Que el amor no se cansa, no rinde su plaza, no depone las armas, no se resigna, no palidece, es una copa llena.

Bebo de esa copa. Pero bebo sola. No brindo.

Bailo con un recuerdo. 

Hablo con un recuerdo.

Hablo y me contesto con las palabras que él hubiera dicho para responderme. 

Tecleo mi máquina de escribir. Invento historias de amor.

Por un ratito soy protagonista de cosas bellas, pero pasan las horas y vuelvo a los interrogantes, a las dudas, a las indecisiones.

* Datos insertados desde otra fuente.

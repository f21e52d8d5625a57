use async_trait::async_trait;
use aws_config::BehaviorVersion;
use aws_sdk_s3::config::Region;
use aws_sdk_s3::primitives::ByteStream;
use aws_sdk_s3::Client;

use super::{quiz_id_from_key, quiz_key, QuizStore, QUIZ_KEY_PREFIX};
use crate::error::{Error, Result};
use crate::models::quiz::{Quiz, QuizSummary};

/// Stores each quiz as the object `quiz-<id>.yaml` in one bucket.
///
/// The credentials need `s3:PutObject`, `s3:GetObject`, `s3:DeleteObject` and
/// `s3:ListBucket` on the bucket. Without `s3:ListBucket`, S3 answers
/// `HeadObject` on a missing key with 403 rather than 404, so deleting an
/// unknown quiz surfaces as a server error instead of not found.
#[derive(Clone, Debug)]
pub struct S3Store {
    client: Client,
    bucket: String,
}

impl S3Store {
    pub fn new(client: Client, bucket: impl Into<String>) -> Self {
        Self {
            client,
            bucket: bucket.into(),
        }
    }

    /// Builds a client from the default credential chain for `region`.
    pub async fn connect(bucket: &str, region: &str) -> Self {
        let sdk_config = aws_config::defaults(BehaviorVersion::latest())
            .region(Region::new(region.to_string()))
            .load()
            .await;
        tracing::info!(bucket, region, "using s3 quiz store");
        Self::new(Client::new(&sdk_config), bucket)
    }

    async fn list_keys(&self) -> Result<Vec<String>> {
        let mut keys = Vec::new();
        let mut continuation_token: Option<String> = None;
        loop {
            tracing::debug!(bucket = %self.bucket, "listing objects");
            let page = self
                .client
                .list_objects_v2()
                .bucket(&self.bucket)
                .prefix(QUIZ_KEY_PREFIX)
                .set_continuation_token(continuation_token.take())
                .send()
                .await
                .inspect_err(|error| tracing::error!(%error, "failed to list objects"))?;

            keys.extend(
                page.contents()
                    .iter()
                    .filter_map(|object| object.key())
                    .filter(|key| quiz_id_from_key(key).is_some())
                    .map(str::to_owned),
            );

            match page.next_continuation_token() {
                Some(token) if page.is_truncated().unwrap_or(false) => {
                    continuation_token = Some(token.to_owned());
                }
                _ => break,
            }
        }
        keys.sort();
        Ok(keys)
    }
}

fn not_found(id: &str) -> Error {
    Error::NotFound(format!("no quiz with id {}", id))
}

#[async_trait]
impl QuizStore for S3Store {
    fn backend(&self) -> &'static str {
        "s3"
    }

    async fn put(&self, quiz: &Quiz) -> Result<()> {
        let key = quiz_key(&quiz.id);
        let document = quiz.to_yaml()?;
        tracing::trace!(key, "putting object");
        self.client
            .put_object()
            .bucket(&self.bucket)
            .key(&key)
            .content_type("application/yaml")
            .body(ByteStream::from(document.into_bytes()))
            .send()
            .await
            .inspect_err(|error| tracing::error!(%error, key, "failed to put object"))?;
        Ok(())
    }

    async fn get(&self, id: &str) -> Result<Quiz> {
        let key = quiz_key(id);
        tracing::trace!(key, "getting object");
        let object = match self
            .client
            .get_object()
            .bucket(&self.bucket)
            .key(&key)
            .send()
            .await
        {
            Ok(object) => object,
            Err(err) => {
                if err
                    .as_service_error()
                    .is_some_and(|service_err| service_err.is_no_such_key())
                {
                    return Err(not_found(id));
                }
                tracing::error!(error = %err, key, "failed to get object");
                return Err(err.into());
            }
        };
        let bytes = object.body.collect().await?.into_bytes();
        Ok(Quiz::from_yaml(&bytes)?)
    }

    async fn list(&self) -> Result<Vec<QuizSummary>> {
        let keys = self.list_keys().await?;
        let mut summaries = Vec::with_capacity(keys.len());
        for key in keys {
            let Some(id) = quiz_id_from_key(&key) else {
                continue;
            };
            match self.get(id).await {
                Ok(quiz) => summaries.push(QuizSummary {
                    id: id.to_string(),
                    title: quiz.title,
                }),
                Err(Error::NotFound(_)) => {
                    tracing::debug!(key, "object removed while listing");
                }
                Err(e) => return Err(e),
            }
        }
        Ok(summaries)
    }

    async fn delete(&self, id: &str) -> Result<()> {
        let key = quiz_key(id);
        // DeleteObject succeeds for missing keys, so check existence first.
        if let Err(err) = self
            .client
            .head_object()
            .bucket(&self.bucket)
            .key(&key)
            .send()
            .await
        {
            if err
                .as_service_error()
                .is_some_and(|service_err| service_err.is_not_found())
            {
                return Err(not_found(id));
            }
            if err.raw_response().map(|resp| resp.status().as_u16()) == Some(403) {
                tracing::error!(
                    error = %err,
                    key,
                    "head object denied; s3:ListBucket is needed to tell missing quizzes apart"
                );
            } else {
                tracing::error!(error = %err, key, "failed to head object");
            }
            return Err(err.into());
        }

        self.client
            .delete_object()
            .bucket(&self.bucket)
            .key(&key)
            .send()
            .await
            .inspect_err(|error| tracing::error!(%error, key, "failed to delete object"))?;
        Ok(())
    }
}

#[cfg(test)]
mod tests {
    use super::*;
    use aws_sdk_s3::config::Credentials;
    use aws_sdk_s3::operation::delete_object::DeleteObjectOutput;
    use aws_sdk_s3::operation::get_object::{GetObjectError, GetObjectOutput};
    use aws_sdk_s3::operation::head_object::{HeadObjectError, HeadObjectOutput};
    use aws_sdk_s3::operation::list_objects_v2::ListObjectsV2Output;
    use aws_sdk_s3::operation::put_object::PutObjectOutput;
    use aws_sdk_s3::types::error::{NoSuchKey, NotFound};
    use aws_sdk_s3::types::Object;
    use aws_smithy_mocks::{mock, mock_client, RuleMode};
    use aws_smithy_runtime_api::client::orchestrator::HttpResponse;
    use aws_smithy_runtime_api::http::StatusCode;
    use aws_smithy_types::body::SdkBody;

    const BUCKET: &str = "quiz-bucket";

    fn document(id: &str, title: &str) -> GetObjectOutput {
        GetObjectOutput::builder()
            .body(ByteStream::from(
                format!("id: '{}'\ntitle: {}\nquestions: []\n", id, title).into_bytes(),
            ))
            .build()
    }

    fn objects(keys: &[&str]) -> Vec<Object> {
        keys.iter()
            .map(|key| Object::builder().key(*key).build())
            .collect()
    }

    #[test]
    fn reports_backend_name() {
        let config = aws_sdk_s3::Config::builder()
            .behavior_version(BehaviorVersion::latest())
            .region(Region::new(crate::config::DEFAULT_REGION))
            .credentials_provider(Credentials::new("test", "test", None, None, "static"))
            .build();
        let store = S3Store::new(Client::from_conf(config), BUCKET);
        assert_eq!(store.backend(), "s3");
        assert_eq!(store.bucket, BUCKET);
    }

    #[tokio::test]
    async fn put_writes_yaml_under_quiz_key() {
        let put = mock!(Client::put_object)
            .match_requests(|req| {
                req.bucket() == Some(BUCKET)
                    && req.key() == Some("quiz-7.yaml")
                    && req.content_type() == Some("application/yaml")
            })
            .then_output(|| PutObjectOutput::builder().build());
        let store = S3Store::new(mock_client!(aws_sdk_s3, RuleMode::MatchAny, [&put]), BUCKET);

        let quiz = Quiz {
            id: "7".into(),
            title: "Seven".into(),
            questions: Vec::new(),
        };
        store.put(&quiz).await.unwrap();
        assert_eq!(put.num_calls(), 1);
    }

    #[tokio::test]
    async fn get_reads_document_and_maps_missing_key() {
        let present = mock!(Client::get_object)
            .match_requests(|req| req.key() == Some("quiz-1.yaml"))
            .then_output(|| document("1", "One"));
        let missing = mock!(Client::get_object)
            .match_requests(|req| req.key() == Some("quiz-2.yaml"))
            .then_error(|| GetObjectError::NoSuchKey(NoSuchKey::builder().build()));
        let store = S3Store::new(
            mock_client!(aws_sdk_s3, RuleMode::MatchAny, [&present, &missing]),
            BUCKET,
        );

        let quiz = store.get("1").await.unwrap();
        assert_eq!(quiz.title, "One");
        assert!(matches!(store.get("2").await, Err(Error::NotFound(_))));
    }

    #[tokio::test]
    async fn delete_of_missing_key_is_not_found_without_deleting() {
        let head = mock!(Client::head_object)
            .then_error(|| HeadObjectError::NotFound(NotFound::builder().build()));
        let delete = mock!(Client::delete_object)
            .then_output(|| DeleteObjectOutput::builder().build());
        let store = S3Store::new(
            mock_client!(aws_sdk_s3, RuleMode::MatchAny, [&head, &delete]),
            BUCKET,
        );

        assert!(matches!(store.delete("5").await, Err(Error::NotFound(_))));
        assert_eq!(head.num_calls(), 1);
        assert_eq!(delete.num_calls(), 0);
    }

    #[tokio::test]
    async fn delete_of_existing_key_removes_it() {
        let head = mock!(Client::head_object)
            .match_requests(|req| req.key() == Some("quiz-5.yaml"))
            .then_output(|| HeadObjectOutput::builder().build());
        let delete = mock!(Client::delete_object)
            .match_requests(|req| req.bucket() == Some(BUCKET) && req.key() == Some("quiz-5.yaml"))
            .then_output(|| DeleteObjectOutput::builder().build());
        let store = S3Store::new(
            mock_client!(aws_sdk_s3, RuleMode::MatchAny, [&head, &delete]),
            BUCKET,
        );

        store.delete("5").await.unwrap();
        assert_eq!(delete.num_calls(), 1);
    }

    #[tokio::test]
    async fn denied_head_is_a_server_error() {
        let head = mock!(Client::head_object).then_http_response(|| {
            HttpResponse::new(StatusCode::try_from(403).unwrap(), SdkBody::empty())
        });
        let delete = mock!(Client::delete_object)
            .then_output(|| DeleteObjectOutput::builder().build());
        let store = S3Store::new(
            mock_client!(aws_sdk_s3, RuleMode::MatchAny, [&head, &delete]),
            BUCKET,
        );

        let err = store.delete("5").await.unwrap_err();
        assert!(matches!(err, Error::ObjectStore(_)));
        assert_eq!(err.status().as_u16(), 500);
        assert_eq!(delete.num_calls(), 0);
    }

    #[tokio::test]
    async fn list_follows_continuation_tokens_and_sorts_keys() {
        let first_page = mock!(Client::list_objects_v2)
            .match_requests(|req| {
                req.prefix() == Some(QUIZ_KEY_PREFIX) && req.continuation_token().is_none()
            })
            .then_output(|| {
                ListObjectsV2Output::builder()
                    .set_contents(Some(objects(&["quiz-300.yaml", "notes.txt"])))
                    .is_truncated(true)
                    .next_continuation_token("page-2")
                    .build()
            });
        let second_page = mock!(Client::list_objects_v2)
            .match_requests(|req| req.continuation_token() == Some("page-2"))
            .then_output(|| {
                ListObjectsV2Output::builder()
                    .set_contents(Some(objects(&[
                        "quiz-100.yaml",
                        "quiz-abc.yaml",
                        "quiz-200.yaml",
                    ])))
                    .is_truncated(false)
                    .build()
            });
        let first = mock!(Client::get_object)
            .match_requests(|req| req.key() == Some("quiz-100.yaml"))
            .then_output(|| document("100", "First"));
        let removed = mock!(Client::get_object)
            .match_requests(|req| req.key() == Some("quiz-200.yaml"))
            .then_error(|| GetObjectError::NoSuchKey(NoSuchKey::builder().build()));
        let third = mock!(Client::get_object)
            .match_requests(|req| req.key() == Some("quiz-300.yaml"))
            .then_output(|| document("999", "Third"));
        let store = S3Store::new(
            mock_client!(
                aws_sdk_s3,
                RuleMode::MatchAny,
                [&first_page, &second_page, &first, &removed, &third]
            ),
            BUCKET,
        );

        assert_eq!(
            store.list().await.unwrap(),
            vec![
                QuizSummary {
                    id: "100".into(),
                    title: "First".into()
                },
                QuizSummary {
                    id: "300".into(),
                    title: "Third".into()
                },
            ]
        );
        assert_eq!(first_page.num_calls(), 1);
        assert_eq!(second_page.num_calls(), 1);
        assert_eq!(removed.num_calls(), 1);
    }
}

Se me sale el camino debajo de los pies. 

Se me muere el sol.

Se silencia la música. 

Se apaga la llama.

Se secan las hojitas nuevas que parecían comenzar a brotar.

No hay playa. 

No hay puerto. 

No hay barco. 

No hay mar.

Y no hay sueño que me haga dormir, ni canción que me acune, ni bebida que apague mi sed. Y no hay pan, ni azúcar, ni luna. Nada hay nada que me conforme, que me ayude, que me ampare.

Lo extraño.

A vos te digo que lo extraño.

A vos te pido que reces conmigo para que Dios se apiade y le dé un poquito de paz a mi alma.

Que reces conmigo para que los jazmines dejen de ser flores de papel blanco en los floreros de mi casa. Y uno, aunque sea uno, perfume mi corazón.